So if you're the source of all your emotions, why don't you feel good all the time? Again, it's because your so-called negative emotions are giving you a message. What is the message of these Action Signals?
They're telling you that what you're currently doing is not working, that the reason you have pain is either the way you're perceiving things or the procedures you're using: specifically, the way you're communicating your needs and desires to people, or the actions you're taking.

What you're doing is not producing the result you want, and you have to change your approach. Remember that your perceptions are controlled by what you focus on and the meanings you interpret from things. And you can change your perception in a moment, just by changing the way you're using your physiology or by asking yourself a better question.

Your procedures include your style of communication. Maybe you're being too harsh in the way you communicate, or maybe your procedure is not even communicating your needs, and you're expecting other people to know what you need. This could create a lot of frustration, anger, and hurt in your life. Maybe this Action Signal of feeling hurt is trying to tell you that you need to change your way of communicating so you don't feel hurt again in the future. Feeling depressed is another call to action, telling you that you need to change your perception that the problems you're dealing with are permanent or out of control. Or, you need to take some kind of physical action to handle one area of your life so that once again you remember that you are in control.


This is the true message of all your Action Signals. They're merely trying to support you in taking action to change the way you think, change the way you're perceiving things, or change your procedures for communicating or behaving. These calls to action are there to remind you that you don't want to be like the fly who keeps banging himself against the window, trying to get through the glass—if you don't change your approach, all the persistence in the world will never pay off. Your Action Signals are whispering to you (perhaps screaming!), through the experience of pain, that you need to change what you're doing. 

Tuesday 18 August 2015

Life Changing Metaphor!

Now, let's look at certain words that carry even more meaning and emotional intensity: metaphors. In order to understand metaphors, we must first understand symbols. What creates more immediate impact: the word "Christian" or the image of a cross? If you're like many people, the cross has more power to produce immediate positive emotions. It's literally nothing but two intersecting lines, but it has the power to communicate a standard and a way of life to millions of people.

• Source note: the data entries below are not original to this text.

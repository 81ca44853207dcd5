use std::fmt;
use std::iter::FromIterator;
use std::marker::PhantomData;

use crate::func::TypeName;
use crate::pipe::Adaptor;
use crate::view::View;

/// A terminal adaptor that materializes a view into a collection.
pub struct ToFn<C> {
    _collection: PhantomData<fn() -> C>,
}

impl<C> Clone for ToFn<C> {
    fn clone(&self) -> ToFn<C> {
        ToFn { _collection: PhantomData }
    }
}

impl<C> Copy for ToFn<C> {}

impl<C> fmt::Debug for ToFn<C> {
    fn fmt(&self, f: &mut fmt::Formatter<'_>) -> fmt::Result {
        f.debug_tuple("ToFn").field(&TypeName::<C>::new()).finish()
    }
}

impl<V, C> Adaptor<V> for ToFn<C>
where
    V: View,
    C: FromIterator<V::Item>,
{
    type Output = C;

    #[inline]
    fn apply(self, view: V) -> C {
        view.to()
    }
}

impl_adaptor_ops!([C,] ToFn<C>);

/// Materialize the view into a collection of type `C`.
///
/// This ends a pipeline:
///
/// ```rust
/// use seqview::adaptor::{filter, to};
/// use seqview::all;
///
/// let letters: String = all("a1b2")
///     | filter(|c: &char| c.is_alphabetic())
///     | to();
/// assert_eq!(letters, "ab");
/// ```
#[inline]
pub fn to<C>() -> ToFn<C> {
    ToFn { _collection: PhantomData }
}

/// A terminal adaptor that calls a closure on every element.
#[derive(Clone, Copy)]
pub struct ForEachFn<F> {
    f: F,
}

impl<F> fmt::Debug for ForEachFn<F> {
    fn fmt(&self, f: &mut fmt::Formatter<'_>) -> fmt::Result {
        f.debug_struct("ForEachFn")
            .field("f", &TypeName::<F>::new())
            .finish()
    }
}

impl<V, F> Adaptor<V> for ForEachFn<F>
where
    V: View,
    F: FnMut(V::Item),
{
    type Output = ();

    #[inline]
    fn apply(self, view: V) {
        view.for_each(self.f)
    }
}

impl_adaptor_ops!([F,] ForEachFn<F>);

/// Traverse the view, calling `f` on each element.
#[inline]
pub fn for_each<F>(f: F) -> ForEachFn<F> {
    ForEachFn { f }
}

#[cfg(test)]
mod tests {
    use std::collections::BTreeSet;

    use super::{for_each, to};
    use crate::adaptor::{take, transform};
    use crate::source::iota;

    #[test]
    fn collects() {
        let got: BTreeSet<i32> = iota(0, 10) | transform(|x: i32| x % 3) | to();
        assert_eq!(got.into_iter().collect::<Vec<_>>(), vec![0, 1, 2]);
    }

    #[test]
    fn visits() {
        let mut sum = 0;
        iota(1, 100) | take(4) | for_each(|x: i32| sum += x);
        assert_eq!(sum, 10);
    }

    #[test]
    fn composes_into_terminal() {
        let op = take(2) | to::<Vec<i32>>();
        assert_eq!(iota(5, 9) | op, vec![5, 6]);
    }
}
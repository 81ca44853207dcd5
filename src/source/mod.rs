/*!
Views that read from something other than another view.

Most sources are created implicitly: [`all`](../fn.all.html) converts
borrowed slices, strings and collections, and integer ranges, into the
matching view. The functions in this module create the sources that have
no natural conversion: [`seq`](fn.seq.html) for arbitrary iterators,
[`iota`](fn.iota.html) and [`iota_step`](fn.iota_step.html) for arithmetic
progressions and [`generate`](fn.generate.html) for single-pass
generators.
*/

pub use self::generator::{
    generate, FnProducer, Generator, GeneratorCursor, Producer,
};
pub use self::iota::{iota, iota_step, Counter, Iota, IotaCursor};
pub use self::seq::{seq, Seq, Subrange};
pub use self::span::{Span, SpanMut};
pub use self::text::Text;

mod generator;
mod iota;
mod seq;
mod span;
mod text;
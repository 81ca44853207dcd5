use std::collections::{
    btree_map, btree_set, hash_map, hash_set, linked_list, vec_deque,
    BTreeMap, BTreeSet, HashMap, HashSet, LinkedList, VecDeque,
};
use std::iter;

use crate::capability::Generic;
use crate::view::{IntoView, SizedView, View};

/// A view over an arbitrary iterator.
///
/// The iterator is the view's construction state: every cursor derived from
/// a `Seq` starts from a clone of it. A `Seq` is therefore multi-pass
/// exactly when its iterator is `Clone`. Wrapping a consuming iterator (such
/// as `vec::IntoIter`) gives a view that owns its elements.
#[derive(Clone, Debug)]
pub struct Seq<I> {
    iter: I,
}

impl<I: Iterator> Seq<I> {
    /// Create a view from an iterator.
    #[inline]
    pub fn new(iter: I) -> Seq<I> {
        Seq { iter }
    }
}

impl<I: Iterator> View for Seq<I> {
    type Item = I::Item;
    type Cursor = I;
    type Layout = Generic;

    #[inline]
    fn into_cursor(self) -> I {
        self.iter
    }
}

impl<I: ExactSizeIterator> SizedView for Seq<I> {
    #[inline]
    fn size(&self) -> usize {
        self.iter.len()
    }
}

impl_view_ops!([I,] Seq<I>);

/// Create a view from anything that can be iterated.
///
/// ```rust
/// use seqview::source::seq;
/// use seqview::View;
///
/// let owned = seq(vec![String::from("a"), String::from("b")]);
/// assert_eq!(owned.reverse().to_vec(), vec!["b", "a"]);
/// ```
#[inline]
pub fn seq<T: IntoIterator>(iterable: T) -> Seq<T::IntoIter> {
    Seq::new(iterable.into_iter())
}

/// A contiguous run of elements inside another view.
///
/// This is the element type of `chunk` and `split` on views without a
/// contiguous layout. It records where the run starts and how long it is,
/// and is itself a view over those elements.
#[derive(Clone, Debug)]
pub struct Subrange<I> {
    start: I,
    len: usize,
}

impl<I: Iterator> Subrange<I> {
    pub(crate) fn new(start: I, len: usize) -> Subrange<I> {
        Subrange { start, len }
    }
}

impl<I: Iterator> View for Subrange<I> {
    type Item = I::Item;
    type Cursor = iter::Take<I>;
    type Layout = Generic;

    #[inline]
    fn into_cursor(self) -> iter::Take<I> {
        self.start.take(self.len)
    }
}

impl<I: Iterator> SizedView for Subrange<I> {
    #[inline]
    fn size(&self) -> usize {
        self.len
    }
}

impl_view_ops!([I,] Subrange<I>);

macro_rules! collection_views {
    ($($coll:ident < $($param:ident),+ > => $iter:path;)*) => {
        $(
            impl<'a, $($param),+> IntoView for &'a $coll<$($param),+> {
                type Item = <$iter as Iterator>::Item;
                type View = Seq<$iter>;

                #[inline]
                fn into_view(self) -> Self::View {
                    Seq::new(self.iter())
                }
            }
        )*
    }
}

collection_views! {
    VecDeque<T> => vec_deque::Iter<'a, T>;
    LinkedList<T> => linked_list::Iter<'a, T>;
    BTreeSet<T> => btree_set::Iter<'a, T>;
    BTreeMap<K, V> => btree_map::Iter<'a, K, V>;
    HashSet<T, S> => hash_set::Iter<'a, T>;
    HashMap<K, V, S> => hash_map::Iter<'a, K, V>;
}

#[cfg(test)]
mod tests {
    use std::collections::{BTreeMap, VecDeque};

    use super::{seq, Subrange};
    use crate::view::{all, SizedView, View};

    #[test]
    fn seq_is_multi_pass_when_iterator_clones() {
        let view = seq(vec![1, 2, 3]);
        assert_eq!(view.cursor().sum::<i32>(), 6);
        assert_eq!(view.cursor().sum::<i32>(), 6);
        assert_eq!(view.size(), 3);
    }

    #[test]
    fn collections_convert() {
        let d: VecDeque<i32> = vec![1, 2].into_iter().collect();
        assert_eq!(all(&d).to_vec(), vec![&1, &2]);

        let mut m = BTreeMap::new();
        m.insert("b", 2);
        m.insert("a", 1);
        assert_eq!(all(&m).to_vec(), vec![(&"a", &1), (&"b", &2)]);
    }

    #[test]
    fn subrange_limits_length() {
        let v = vec![1, 2, 3, 4];
        let sub = Subrange::new(v.iter().skip(1), 2);
        assert_eq!(sub.size(), 2);
        assert_eq!(sub.to_vec(), vec![&2, &3]);
    }
}
/*!
Partially applied adaptors and the pipe operator.

Every adaptor can be used in two ways. The *full* form is a method on
[`View`](../trait.View.html), e.g., `view.take(3)`. The *partial* form is a
free function in [`adaptor`](../adaptor/index.html) that binds every argument
except the view, e.g., `take(3)`, and yields a value implementing
[`Adaptor`](trait.Adaptor.html). A partial adaptor is applied by
piping a view into it with `|`:

```rust
use seqview::adaptor::{filter, take, transform};
use seqview::{all, View};

let v = vec![1, 2, 3, 4, 5, 6];
let evens = all(&v)
    | filter(|x: &&i32| **x % 2 == 0)
    | transform(|x: &i32| x * 10)
    | take(2);
assert_eq!(evens.to_vec(), vec![20, 40]);
```

Partial adaptors compose with each other before meeting a view. The
composition is itself a partial adaptor:

```rust
use seqview::adaptor::{drop, reverse, take};
use seqview::{all, View};

let middle = drop(1) | take(3) | reverse();
let v = vec![1, 2, 3, 4, 5];
assert_eq!((all(&v) | middle).to_vec(), vec![&4, &3, &2]);
```

The `|` operator is implemented on every view type in this crate. For
sources that are not views yet (slices, strings, collections), either wrap
them with [`all`](../fn.all.html) or use the [`Pipe`](trait.Pipe.html)
extension trait, which accepts anything implementing `IntoView`.

Closures passed to partial adaptors need annotated parameter types: the
element type is not known until the adaptor meets its view. The full
method forms infer them.
*/

use crate::view::IntoView;

/// An adaptor with every argument bound except the view it applies to.
///
/// Applying an adaptor consumes it. Adaptor values are typically `Clone`
/// when their bound arguments are, so one composition can be applied to
/// several views.
pub trait Adaptor<V> {
    /// The result of applying this adaptor to `V`.
    type Output;

    /// Apply this adaptor to a view.
    fn apply(self, view: V) -> Self::Output;
}

/// The composition of two partial adaptors.
///
/// Applying `Then { first, second }` to a view applies `first` and then
/// `second`.
#[derive(Clone, Copy, Debug)]
pub struct Then<A, B> {
    first: A,
    second: B,
}

impl<A, B> Then<A, B> {
    pub(crate) fn new(first: A, second: B) -> Then<A, B> {
        Then { first, second }
    }
}

impl<V, A, B> Adaptor<V> for Then<A, B>
where
    A: Adaptor<V>,
    B: Adaptor<A::Output>,
{
    type Output = B::Output;

    #[inline]
    fn apply(self, view: V) -> B::Output {
        self.second.apply(self.first.apply(view))
    }
}

/// Pipes any value that converts to a view into a partial adaptor.
///
/// This is blanket implemented for every type.
pub trait Pipe: Sized {
    /// Convert `self` into a view and apply `op` to it.
    fn pipe<Op>(self, op: Op) -> Op::Output
    where
        Self: IntoView,
        Op: Adaptor<<Self as IntoView>::View>,
    {
        op.apply(self.into_view())
    }
}

impl<T> Pipe for T {}

/// Implements `|` (apply a partial adaptor) and `IntoIterator` for a view
/// type.
///
/// Generic parameters are given in brackets, with a trailing comma when
/// non-empty, because the expansion appends its own parameter. Types whose
/// definition carries bounds repeat them in a bracketed `where` clause.
macro_rules! impl_view_ops {
    ([$($gen:tt)*] $ty:ty $(where [$($bound:tt)*])?) => {
        impl<$($gen)* Op> ::std::ops::BitOr<Op> for $ty
        where
            $($($bound)*)?
            $ty: $crate::view::View,
            Op: $crate::pipe::Adaptor<$ty>,
        {
            type Output = Op::Output;

            #[inline]
            fn bitor(self, op: Op) -> Op::Output {
                op.apply(self)
            }
        }

        impl<$($gen)*> ::std::iter::IntoIterator for $ty
        where
            $($($bound)*)?
            $ty: $crate::view::View,
        {
            type Item = <$ty as $crate::view::View>::Item;
            type IntoIter = <$ty as $crate::view::View>::Cursor;

            #[inline]
            fn into_iter(self) -> Self::IntoIter {
                $crate::view::View::into_cursor(self)
            }
        }
    }
}

/// Implements `|` (compose) for a partial adaptor type.
macro_rules! impl_adaptor_ops {
    ([$($gen:tt)*] $ty:ty) => {
        impl<$($gen)* Rhs> ::std::ops::BitOr<Rhs> for $ty {
            type Output = $crate::pipe::Then<$ty, Rhs>;

            #[inline]
            fn bitor(self, rhs: Rhs) -> Self::Output {
                $crate::pipe::Then::new(self, rhs)
            }
        }
    }
}

impl_adaptor_ops!([A, B,] Then<A, B>);

#[cfg(test)]
mod tests {
    use crate::adaptor::{drop, take, transform};
    use crate::pipe::{Adaptor, Pipe};
    use crate::view::View;

    #[test]
    fn pipe_converts_sources() {
        let v = vec![1, 2, 3, 4];
        let got = (&v).pipe(drop(1) | take(2)).to_vec();
        assert_eq!(got, vec![&2, &3]);
    }

    #[test]
    fn composition_is_reusable() {
        let op = transform(|x: &i32| x + 1) | take(2);
        let a = vec![1, 2, 3];
        let b = vec![10, 20, 30];
        assert_eq!(op.clone().apply(crate::all(&a)).to_vec(), vec![2, 3]);
        assert_eq!(op.apply(crate::all(&b)).to_vec(), vec![11, 21]);
    }

    #[test]
    fn composition_associates() {
        let v: Vec<i32> = (0..10).collect();
        let left = (drop(1) | take(5)) | drop(2);
        let right = drop(1) | (take(5) | drop(2));
        assert_eq!(
            (&v).pipe(left).to_vec(),
            (&v).pipe(right).to_vec(),
        );
    }
}
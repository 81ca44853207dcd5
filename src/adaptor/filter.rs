use std::fmt;

use crate::capability::Generic;
use crate::func::{Equals, Not, Predicate, TypeName};
use crate::pipe::Adaptor;
use crate::view::View;

/// A view of the elements of another view that satisfy a predicate.
///
/// This is the view produced by `filter`, `remove` and `remove_if`. Cursors
/// skip forward over invalid elements whenever they advance (and backward,
/// when retreating), so the first element is located lazily by the first
/// call to `next`.
#[derive(Clone)]
pub struct Filter<V, P> {
    view: V,
    pred: P,
}

impl<V, P> Filter<V, P> {
    pub(crate) fn new(view: V, pred: P) -> Filter<V, P> {
        Filter { view, pred }
    }
}

impl<V: fmt::Debug, P> fmt::Debug for Filter<V, P> {
    fn fmt(&self, f: &mut fmt::Formatter<'_>) -> fmt::Result {
        f.debug_struct("Filter")
            .field("view", &self.view)
            .field("pred", &TypeName::<P>::new())
            .finish()
    }
}

impl<V: View, P: Predicate<V::Item>> View for Filter<V, P> {
    type Item = V::Item;
    type Cursor = FilterCursor<V::Cursor, P>;
    type Layout = Generic;

    #[inline]
    fn into_cursor(self) -> Self::Cursor {
        FilterCursor { iter: self.view.into_cursor(), pred: self.pred }
    }
}

impl_view_ops!([V, P,] Filter<V, P>);

/// The cursor of a [`Filter`](struct.Filter.html).
#[derive(Clone)]
pub struct FilterCursor<I, P> {
    iter: I,
    pred: P,
}

impl<I: fmt::Debug, P> fmt::Debug for FilterCursor<I, P> {
    fn fmt(&self, f: &mut fmt::Formatter<'_>) -> fmt::Result {
        f.debug_struct("FilterCursor")
            .field("iter", &self.iter)
            .field("pred", &TypeName::<P>::new())
            .finish()
    }
}

impl<I: Iterator, P: Predicate<I::Item>> Iterator for FilterCursor<I, P> {
    type Item = I::Item;

    #[inline]
    fn next(&mut self) -> Option<I::Item> {
        loop {
            let item = self.iter.next()?;
            if self.pred.test(&item) {
                return Some(item);
            }
        }
    }

    #[inline]
    fn size_hint(&self) -> (usize, Option<usize>) {
        (0, self.iter.size_hint().1)
    }
}

impl<I, P> DoubleEndedIterator for FilterCursor<I, P>
where
    I: DoubleEndedIterator,
    P: Predicate<I::Item>,
{
    #[inline]
    fn next_back(&mut self) -> Option<I::Item> {
        loop {
            let item = self.iter.next_back()?;
            if self.pred.test(&item) {
                return Some(item);
            }
        }
    }
}

/// A partially applied `filter`, `remove` or `remove_if`.
#[derive(Clone, Copy, Debug)]
pub struct FilterFn<P> {
    pred: P,
}

impl<V: View, P: Predicate<V::Item>> Adaptor<V> for FilterFn<P> {
    type Output = Filter<V, P>;

    #[inline]
    fn apply(self, view: V) -> Filter<V, P> {
        Filter::new(view, self.pred)
    }
}

impl_adaptor_ops!([P,] FilterFn<P>);

/// Keep only the elements for which `pred` returns `true`.
#[inline]
pub fn filter<P>(pred: P) -> FilterFn<P> {
    FilterFn { pred }
}

/// Drop every element equal to `value`.
#[inline]
pub fn remove<D>(value: D) -> FilterFn<Not<Equals<D>>> {
    FilterFn { pred: Not(Equals(value)) }
}

/// Drop every element for which `pred` returns `true`.
#[inline]
pub fn remove_if<P>(pred: P) -> FilterFn<Not<P>> {
    FilterFn { pred: Not(pred) }
}

#[cfg(test)]
mod tests {
    use super::{filter, remove, remove_if};
    use crate::view::{all, View};

    #[test]
    fn keeps_valid_elements() {
        let v = vec![1, 2, 3, 4, 5, 6];
        let got = all(&v).filter(|x| **x % 2 == 0).to_vec();
        assert_eq!(got, vec![&2, &4, &6]);
    }

    #[test]
    fn partial_forms() {
        let v = vec![1, 2, 3, 2, 1];
        assert_eq!((all(&v) | remove(2)).to_vec(), vec![&1, &3, &1]);
        assert_eq!(
            (all(&v) | remove_if(|x: &&i32| **x < 3)).to_vec(),
            vec![&3]
        );
        assert_eq!(
            (all(&v) | filter(|x: &&i32| **x == 1)).count(),
            2
        );
    }

    #[test]
    fn retreats_over_invalid_elements() {
        let v = vec![1, 2, 3, 4, 5];
        let got = all(&v).filter(|x| **x != 5).reverse().to_vec();
        assert_eq!(got, vec![&4, &3, &2, &1]);
    }

    #[test]
    fn empty_when_nothing_valid() {
        let v = vec![1, 3, 5];
        assert_eq!(all(&v).filter(|x| **x % 2 == 0).count(), 0);
    }
}
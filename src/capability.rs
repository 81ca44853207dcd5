/*!
Capability predicates over cursors, views and elements.

Every adaptor in this crate is conditionally specialized on the traits in
this module. They are resolved entirely at compile time: an adaptor that
needs a capability its source lacks (for example, `reverse` on a cursor that
is not a `DoubleEndedIterator`, or `cast_smart` on a source of borrowed
values) simply fails to typecheck.

There are two kinds of predicates here:

* Traversal strength, expressed as marker traits that are blanket
  implemented on top of the standard iterator traits. These are mostly
  useful as shorthand in bounds.
* Memory layout, expressed as a *layout tag* associated with every view.
  Adaptors with a cheaper representation for contiguous memory (a sub-span
  instead of a wrapping cursor) dispatch on this tag through a per-adaptor
  strategy trait implemented on each tag type.
*/

use std::any::Any;
use std::rc::Rc;
use std::sync::Arc;

use crate::view::View;

/// A cursor that can be copied and traversed more than once.
pub trait ForwardCursor: Iterator + Clone {}

impl<I: Iterator + Clone> ForwardCursor for I {}

/// A forward cursor that can also be retreated from its end.
pub trait BidirectionalCursor: ForwardCursor + DoubleEndedIterator {}

impl<I: ForwardCursor + DoubleEndedIterator> BidirectionalCursor for I {}

/// A bidirectional cursor whose remaining length is known in constant time.
///
/// Cursors in this crate that satisfy this predicate also override `nth`
/// and `nth_back` so that jumps are constant time whenever the cursor they
/// wrap jumps in constant time.
pub trait RandomAccessCursor: BidirectionalCursor + ExactSizeIterator {}

impl<I: BidirectionalCursor + ExactSizeIterator> RandomAccessCursor for I {}

/// A view that can be traversed any number of times.
///
/// A view is multi-pass exactly when it is `Clone`: calling
/// [`View::cursor`](../trait.View.html#method.cursor) clones the view's
/// construction state and derives a fresh cursor from it. Views over
/// single-pass producers are deliberately not `Clone`.
pub trait MultiPass: View + Clone {}

impl<V: View + Clone> MultiPass for V {}

/// A memory layout tag.
///
/// Every view names one of `Contiguous`, `Utf8` or `Generic` as its
/// `Layout`. The tag only carries type information; it is never
/// constructed.
pub trait Layout {
    /// Whether elements of views with this layout are laid out contiguously
    /// in memory.
    const CONTIGUOUS: bool;
}

/// The layout of views backed by a borrowed slice.
#[derive(Clone, Copy, Debug)]
pub enum Contiguous {}

/// The layout of views backed by a borrowed UTF-8 string.
#[derive(Clone, Copy, Debug)]
pub enum Utf8 {}

/// The layout of every other view.
#[derive(Clone, Copy, Debug)]
pub enum Generic {}

impl Layout for Contiguous {
    const CONTIGUOUS: bool = true;
}

impl Layout for Utf8 {
    const CONTIGUOUS: bool = true;
}

impl Layout for Generic {
    const CONTIGUOUS: bool = false;
}

/// A smart handle whose pointee can be downcast to a concrete type.
///
/// Downcasting consumes the handle. For uniquely owned handles (`Box`) a
/// failed downcast hands the original handle back; a successful one
/// re-homes ownership into a handle of the concrete type, so each element
/// can be cast only once. Borrowed shared handles (`&Rc`, `&Arc`) are
/// cloned first, which leaves the source untouched.
pub trait Downcast<T> {
    /// The handle type produced by a successful downcast.
    type Output;

    /// Attempt the downcast, returning `None` if the pointee is not a `T`.
    fn downcast_handle(self) -> Option<Self::Output>;
}

impl<T: Any> Downcast<T> for Box<dyn Any> {
    type Output = Box<T>;

    #[inline]
    fn downcast_handle(self) -> Option<Box<T>> {
        self.downcast::<T>().ok()
    }
}

impl<T: Any + Send> Downcast<T> for Box<dyn Any + Send> {
    type Output = Box<T>;

    #[inline]
    fn downcast_handle(self) -> Option<Box<T>> {
        self.downcast::<T>().ok()
    }
}

impl<T: Any> Downcast<T> for Rc<dyn Any> {
    type Output = Rc<T>;

    #[inline]
    fn downcast_handle(self) -> Option<Rc<T>> {
        self.downcast::<T>().ok()
    }
}

impl<'a, T: Any> Downcast<T> for &'a Rc<dyn Any> {
    type Output = Rc<T>;

    #[inline]
    fn downcast_handle(self) -> Option<Rc<T>> {
        Rc::clone(self).downcast::<T>().ok()
    }
}

impl<T: Any + Send + Sync> Downcast<T> for Arc<dyn Any + Send + Sync> {
    type Output = Arc<T>;

    #[inline]
    fn downcast_handle(self) -> Option<Arc<T>> {
        self.downcast::<T>().ok()
    }
}

impl<'a, T: Any + Send + Sync> Downcast<T> for &'a Arc<dyn Any + Send + Sync> {
    type Output = Arc<T>;

    #[inline]
    fn downcast_handle(self) -> Option<Arc<T>> {
        Arc::clone(self).downcast::<T>().ok()
    }
}

/// A value that can be read through at most one level of borrowing and
/// converted with `as`.
///
/// This lets `cast_static` work the same on views of `i32` and on views of
/// `&i32`, which is what a borrowed slice produces.
pub trait Scalar: Copy {
    /// The primitive type being read.
    type Value: Copy + 'static;

    /// Read the primitive value.
    fn value(self) -> Self::Value;
}

macro_rules! scalar {
    ($($ty:ty),*) => {
        $(
            impl Scalar for $ty {
                type Value = $ty;

                #[inline]
                fn value(self) -> $ty {
                    self
                }
            }

            impl<'a> Scalar for &'a $ty {
                type Value = $ty;

                #[inline]
                fn value(self) -> $ty {
                    *self
                }
            }
        )*
    }
}

scalar!(
    i8, i16, i32, i64, i128, isize, u8, u16, u32, u64, u128, usize, f32, f64,
    bool, char
);

/// A borrowed type-erased value that can be downcast to `&T`.
///
/// Unlike [`Downcast`](trait.Downcast.html), this never touches ownership:
/// a successful downcast borrows the pointee for as long as the source
/// element was borrowed.
pub trait DowncastRef<T> {
    /// The reference produced by a successful downcast.
    type Output;

    /// Attempt the downcast, returning `None` if the pointee is not a `T`.
    fn downcast_ref_to(self) -> Option<Self::Output>;
}

macro_rules! downcast_ref {
    ($($src:ty),*) => {
        $(
            impl<'a, T: Any> DowncastRef<T> for &'a $src {
                type Output = &'a T;

                #[inline]
                fn downcast_ref_to(self) -> Option<&'a T> {
                    let any: &'a dyn Any = &**self;
                    any.downcast_ref::<T>()
                }
            }
        )*
    }
}

downcast_ref!(
    Box<dyn Any>,
    Box<dyn Any + Send>,
    Rc<dyn Any>,
    Arc<dyn Any + Send + Sync>
);

impl<'a, T: Any> DowncastRef<T> for &'a dyn Any {
    type Output = &'a T;

    #[inline]
    fn downcast_ref_to(self) -> Option<&'a T> {
        self.downcast_ref::<T>()
    }
}

impl<'a, 'b, T: Any> DowncastRef<T> for &'a &'b dyn Any {
    type Output = &'a T;

    #[inline]
    fn downcast_ref_to(self) -> Option<&'a T> {
        (**self).downcast_ref::<T>()
    }
}

#[cfg(test)]
mod tests {
    use std::any::Any;
    use std::rc::Rc;

    use super::{
        Contiguous, Downcast, DowncastRef, Generic, Layout, Scalar,
    };

    #[test]
    fn scalar_reads_through_references() {
        assert_eq!(Scalar::value(&7u8), 7u8);
        assert_eq!(Scalar::value(1.5f64), 1.5);
    }

    #[test]
    fn downcast_ref_borrows() {
        let items: Vec<Box<dyn Any>> = vec![Box::new(1i32), Box::new("x")];
        let got: Option<&i32> = DowncastRef::<i32>::downcast_ref_to(&items[0]);
        assert_eq!(got, Some(&1));
        let got: Option<&i32> = DowncastRef::<i32>::downcast_ref_to(&items[1]);
        assert_eq!(got, None);
    }

    #[test]
    fn layout_flags() {
        assert!(Contiguous::CONTIGUOUS);
        assert!(!Generic::CONTIGUOUS);
    }

    #[test]
    fn box_downcast_hands_back_ownership() {
        let b: Box<dyn Any> = Box::new(5i32);
        let got: Option<Box<i32>> = Downcast::<i32>::downcast_handle(b);
        assert_eq!(got.map(|b| *b), Some(5));

        let b: Box<dyn Any> = Box::new("nope");
        let got: Option<Box<i32>> = Downcast::<i32>::downcast_handle(b);
        assert!(got.is_none());
    }

    #[test]
    fn borrowed_rc_downcast_clones() {
        let rc: Rc<dyn Any> = Rc::new(1u8);
        let got: Option<Rc<u8>> = Downcast::<u8>::downcast_handle(&rc);
        assert_eq!(got.as_deref(), Some(&1));
        assert_eq!(Rc::strong_count(&rc), 2);
    }
}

 Regardless of religious beliefs, most would agree that Jesus Christ was a remarkable teacher whose message of love has endured not only because of what he said, but also the way in which he said it. He didn't go to the fishermen and tell them he wanted them to recruit Christians; they would have no reference for recruiting. So he told them he wanted them to become "fishers of men."

The minute he used that metaphor, they immediately understood what they needed to do. This metaphor instantly gave them an analogous step-by-step process for how to bring others into the faith. When he told his parables, he distilled complex ideas into simple images that transformed anyone who took their message to heart. In fact, not only was Jesus a master storyteller, but he used his whole life as a metaphor to illustrate the strength of God's love and the promise of redemption.



So try the following exercise:

1. What is life? Write down the metaphors you've already chosen: "Life is like. . ." what? Brainstorm everything you can think of, because you probably have more than one metaphor for life. When you're in an unresourceful state, you probably call it a battle or a war, and when you're in a good state, maybe you think of it as a gift. Write them all down. Then review your list and ask yourself, "If life is such and such, what does it mean to me?" If life is sacred, what does that mean? If life is a dream, what does that mean? If all the world is a stage, what does that mean? Each of your metaphors empower and limit. "All the world's a stage" may be great because it means you can go out there and


make a difference and be heard. But it also may mean you're someone who's always performing, instead of sharing your true feelings. So take a good look at the metaphors that you've made available to yourself. What are their advantages and disadvantages? What new metaphors might you like to apply to your life in order to feel more happy, free, and empowered?


2. Make a list of all the metaphors that you link to relationships or marriage. Are they empowering or disempowering? Remember, conscious awareness alone can transform your metaphors, because your brain starts to say, "That doesn't work—that's ridiculous.'" And you can adopt a new metaphor easily. The beauty of this technology is that it's so simple.



3. Pick another area of your life that impacts you most—whether it's your business, your parents, your children, your ability to learn—and discover your metaphors for this area. Write these metaphors down and study their impact. Write down, "Learning is like playing." If studying is like "pulling teeth," you
can imagine the pain you're giving yourself! This might be a good metaphor to change, and change now/ Once again, notice the positive and negative consequences of each of your metaphors. Exploring them can create new choices for your life.



4. Create new, more empowering metaphors for each of these areas. Decide that from now on you're going to think of life as four or five new things to start with, at least. Life is not a war. Life is not a test. Life is a game, life is a dance, life is sacred, life is a gift, life is a picnic— whatever creates the most positive emotional intensity for you.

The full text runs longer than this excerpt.